▸ **Exercise details**:
Starting at the first line and ending at the last, output the data exactly.

++++ Material to process

use crate::protocol::Response;

/// Where a rendered line goes.
#[derive(Debug, Clone, Copy, PartialEq, Eq)]
pub enum Stream {
    Stdout,
    Stderr,
}

/// Terminal presentation of a response.
#[derive(Debug, Clone, PartialEq, Eq)]
pub enum Rendered {
    Clear,
    Lines(Vec<(Stream, String)>),
}

/// Prefix that marks executor failures so they are not mistaken for program output.
pub const ERROR_PREFIX: &str = "ERROR: ";

/// Render stdout, then stderr, then an exit-code line if both were empty.
pub fn render(response: &Response) -> Rendered {
    match response {
        Response::Cleared { .. } => Rendered::Clear,
        Response::Failed { error } => {
            Rendered::Lines(vec![(Stream::Stderr, format!("{}{}", ERROR_PREFIX, error))])
        }
        Response::Completed(result) => {
            let mut lines = Vec::new();
            if !result.stdout.is_empty() {
                lines.push((Stream::Stdout, result.stdout.clone()));
            }
            if !result.stderr.is_empty() {
                lines.push((Stream::Stderr, result.stderr.clone()));
            }
            if lines.is_empty() {
                match result.exit_code {
                    Some(0) => {}
                    Some(code) => {
                        lines.push((Stream::Stderr, format!("Process exited with code {}", code)))
                    }
                    None => lines.push((Stream::Stderr, "Process terminated by signal".to_string())),
                }
            }
            Rendered::Lines(lines)
        }
    }
}

pub fn print(rendered: &Rendered) {
    match rendered {
        Rendered::Clear => {
            // ANSI: clear screen, cursor home
            print!("\x1b[2J\x1b[H");
        }
        Rendered::Lines(lines) => {
            for (stream, line) in lines {
                match stream {
                    Stream::Stdout => println!("{}", line),
                    Stream::Stderr => eprintln!("{}", line),
                }
            }
        }
    }
}

#[cfg(test)]
mod tests {
    use super::*;
    use crate::sandbox::CommandResult;

    fn completed(stdout: &str, stderr: &str, code: Option<i32>) -> Response {
        Response::Completed(CommandResult::new(stdout, stderr, code))
    }

    #[test]
    fn test_stdout_then_stderr() {
        assert_eq!(
            render(&completed("out", "err", Some(1))),
            Rendered::Lines(vec![
                (Stream::Stdout, "out".to_string()),
                (Stream::Stderr, "err".to_string()),
            ])
        );
    }

    #[test]
    fn test_exit_code_fallback() {
        assert_eq!(
            render(&completed("", "", Some(7))),
            Rendered::Lines(vec![(
                Stream::Stderr,
                "Process exited with code 7".to_string()
            )])
        );
        assert_eq!(render(&completed("", "", Some(0))), Rendered::Lines(vec![]));
        assert_eq!(
            render(&completed("", "", None)),
            Rendered::Lines(vec![(
                Stream::Stderr,
                "Process terminated by signal".to_string()
            )])
        );
    }

    #[test]
    fn test_error_banner() {
        let rendered = render(&Response::Failed {
            error: "Command timed out after 30 seconds".to_string(),
        });
        assert_eq!(
            rendered,
            Rendered::Lines(vec![(
                Stream::Stderr,
                "ERROR: Command timed out after 30 seconds".to_string()
            )])
        );
    }

    #[test]
    fn test_clear() {
        assert_eq!(render(&Response::cleared()), Rendered::Clear);
    }
}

++++++++

▸ **Solution for this problem**:
use crate::protocol::Response;

/// Where a rendered line goes.
#[derive(Debug, Clone, Copy, PartialEq, Eq)]
pub enum Stream {
    Stdout,
    Stderr,
}

/// Terminal presentation of a response.
#[derive(Debug, Clone, PartialEq, Eq)]
pub enum Rendered {
    Clear,
    Lines(Vec<(Stream, String)>),
}

/// Prefix that marks executor failures so they are not mistaken for program output.
pub const ERROR_PREFIX: &str = "ERROR: ";

/// Render stdout, then stderr, then an exit-code line if both were empty.
pub fn render(response: &Response) -> Rendered {
    match response {
        Response::Cleared { .. } => Rendered::Clear,
        Response::Failed { error } => {
            Rendered::Lines(vec![(Stream::Stderr, format!("{}{}", ERROR_PREFIX, error))])
        }
        Response::Completed(result) => {
            let mut lines = Vec::new();
            if !result.stdout.is_empty() {
                lines.push((Stream::Stdout, result.stdout.clone()));
            }
            if !result.stderr.is_empty() {
                lines.push((Stream::Stderr, result.stderr.clone()));
            }
            if lines.is_empty() {
                match result.exit_code {
                    Some(0) => {}
                    Some(code) => {
                        lines.push((Stream::Stderr, format!("Process exited with code {}", code)))
                    }
                    None => lines.push((Stream::Stderr, "Process terminated by signal".to_string())),
                }
            }
            Rendered::Lines(lines)
        }
    }
}

pub fn print(rendered: &Rendered) {
    match rendered {
        Rendered::Clear => {
            // ANSI: clear screen, cursor home
            print!("\x1b[2J\x1b[H");
        }
        Rendered::Lines(lines) => {
            for (stream, line) in lines {
                match stream {
                    Stream::Stdout => println!("{}", line),
                    Stream::Stderr => eprintln!("{}", line),
                }
            }
        }
    }
}

#[cfg(test)]
mod tests {
    use super::*;
    use crate::sandbox::CommandResult;

    fn completed(stdout: &str, stderr: &str, code: Option<i32>) -> Response {
        Response::Completed(CommandResult::new(stdout, stderr, code))
    }

    #[test]
    fn test_stdout_then_stderr() {
        assert_eq!(
            render(&completed("out", "err", Some(1))),
            Rendered::Lines(vec![
                (Stream::Stdout, "out".to_string()),
                (Stream::Stderr, "err".to_string()),
            ])
        );
    }

    #[test]
    fn test_exit_code_fallback() {
        assert_eq!(
            render(&completed("", "", Some(7))),
            Rendered::Lines(vec![(
                Stream::Stderr,
                "Process exited with code 7".to_string()
            )])
        );
        assert_eq!(render(&completed("", "", Some(0))), Rendered::Lines(vec![]));
        assert_eq!(
            render(&completed("", "", None)),
            Rendered::Lines(vec![(
                Stream::Stderr,
                "Process terminated by signal".to_string()
            )])
        );
    }

    #[test]
    fn test_error_banner() {
        let rendered = render(&Response::Failed {
            error: "Command timed out after 30 seconds".to_string(),
        });
        assert_eq!(
            rendered,
            Rendered::Lines(vec![(
                Stream::Stderr,
                "ERROR: Command timed out after 30 seconds".to_string()
            )])
        );
    }

    #[test]
    fn test_clear() {
        assert_eq!(render(&Response::cleared()), Rendered::Clear);
    }
}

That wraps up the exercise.